I’m an subscriber to, and an avid reader of The Week, a newsmagazine that skews a bit to the left, but presents both sides of any story fairly and equitably.

In a recent issue, Editor-in-Chief William Falk writes of Greek tragedies, “where heroes meet their downfall when they succumb to hubris — the arrogant belief in their own infallibility.”

He cites the recent antics of our gilded, self-serving billionaires.  You know their names. Elon Musk, Mark Zuckerberg, and now Sam Bankman-Fried — who’s crypto-currency firm, FTX, that has (ironically) fried, fizzled and failed. Seemingly savvy investors apparently forgot about Bernie Madoff, who bilked those with more money than foresight, brains, or the time for due diligence. Sadly as well, lower-echelon investors were ransacked of their entire life’s savings.

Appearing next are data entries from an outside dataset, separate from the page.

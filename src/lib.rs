//! `sales-pipeline` turns tabular sales records into the numbers behind a sales dashboard:
//! summary metrics, per-date/region/product totals, filtered views, a linear trend forecast,
//! and an `.xlsx` export.
//!
//! The primary entrypoints are [`ingestion::load`], which parses a CSV (or, with the `excel`
//! feature, a workbook) into a [`types::RecordSet`], and [`pipeline::run`], which composes the
//! processing stages for a given [`types::FilterCriteria`].
//!
//! ## Input
//!
//! Sources need a header row with at least a date, product, region, quantity and unit price
//! column. By default both Portuguese (`data, produto, regiao, quantidade, preco_unitario`) and
//! English (`date, product, region, quantity, unit_price`) headers are accepted, in any order;
//! see [`config::ColumnMapping`]. The line total is always recomputed as
//! `quantity * unit_price`, even if the source has such a column.
//!
//! ## Quick example
//!
//! ```rust
//! use sales_pipeline::config::PipelineConfig;
//! use sales_pipeline::ingestion::{load, LoadOptions, SalesSource};
//! use sales_pipeline::pipeline::run;
//! use sales_pipeline::types::{FilterCriteria, GroupKey};
//!
//! let csv = "\
//! data,produto,regiao,quantidade,preco_unitario
//! 2024-01-01,A,North,2,5.0
//! 2024-01-01,B,South,1,10.0
//! ";
//! let records = load(&SalesSource::from_bytes("vendas.csv", csv), &LoadOptions::default()).unwrap();
//!
//! let mut criteria = FilterCriteria::select_all(&records).unwrap();
//! criteria.allowed_regions = ["North".to_string()].into();
//!
//! let report = run(&records, &criteria, &PipelineConfig::default());
//! assert_eq!(report.full.summary.as_ref().unwrap().total_sales, 20.0);
//! assert_eq!(report.full.breakdown.by_region.get(&GroupKey::from("South")), Some(10.0));
//! assert_eq!(report.filtered_records.len(), 1);
//! // A single date is not enough for a trend line.
//! assert!(report.forecast.is_err());
//! ```
//!
//! ## Modules
//!
//! - [`ingestion`]: loading entrypoints, format-specific loaders, observers, dataset cache
//! - [`types`]: records, record sets, criteria and aggregation results
//! - [`processing`]: filtering, aggregation, summary metrics
//! - [`forecast`]: OLS trend fit and extrapolation
//! - [`export`]: `.xlsx` serialization
//! - [`pipeline`]: orchestration of the above into a [`pipeline::DashboardReport`]
//! - [`config`]: [`config::PipelineConfig`]
//! - [`error`]: the shared [`PipelineError`]

pub mod config;
pub mod error;
pub mod export;
pub mod forecast;
pub mod ingestion;
pub mod pipeline;
pub mod processing;
pub mod types;

pub use error::{ErrorKind, PipelineError, PipelineResult};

The article mentions Vladimir Putin, who’s woefully miscalculated invasion has accounted for numerous war crimes and the loss of 100,000-plus lives while formidable Ukrainian resistance, and world condemnation, stacks up against him.  Closer to home, his pal — our disgraced, twice-impeached former president — announced his desperate presidential campaign merely days after the midterm elections decimated his die-hard deniers. This, in part, to shield against his potential prosecution. Good luck to anyone investing in that arrogant, preposterous belief.

Falk notes that, back in the day, the Greek Gods had a keen knack for knocking inflated heroes off their ego-infused perches. These days, the Gods seem similarly miffed over the poppycock perpetrated by our petulant, preening princes of profit, resulting in cataclysmic losses.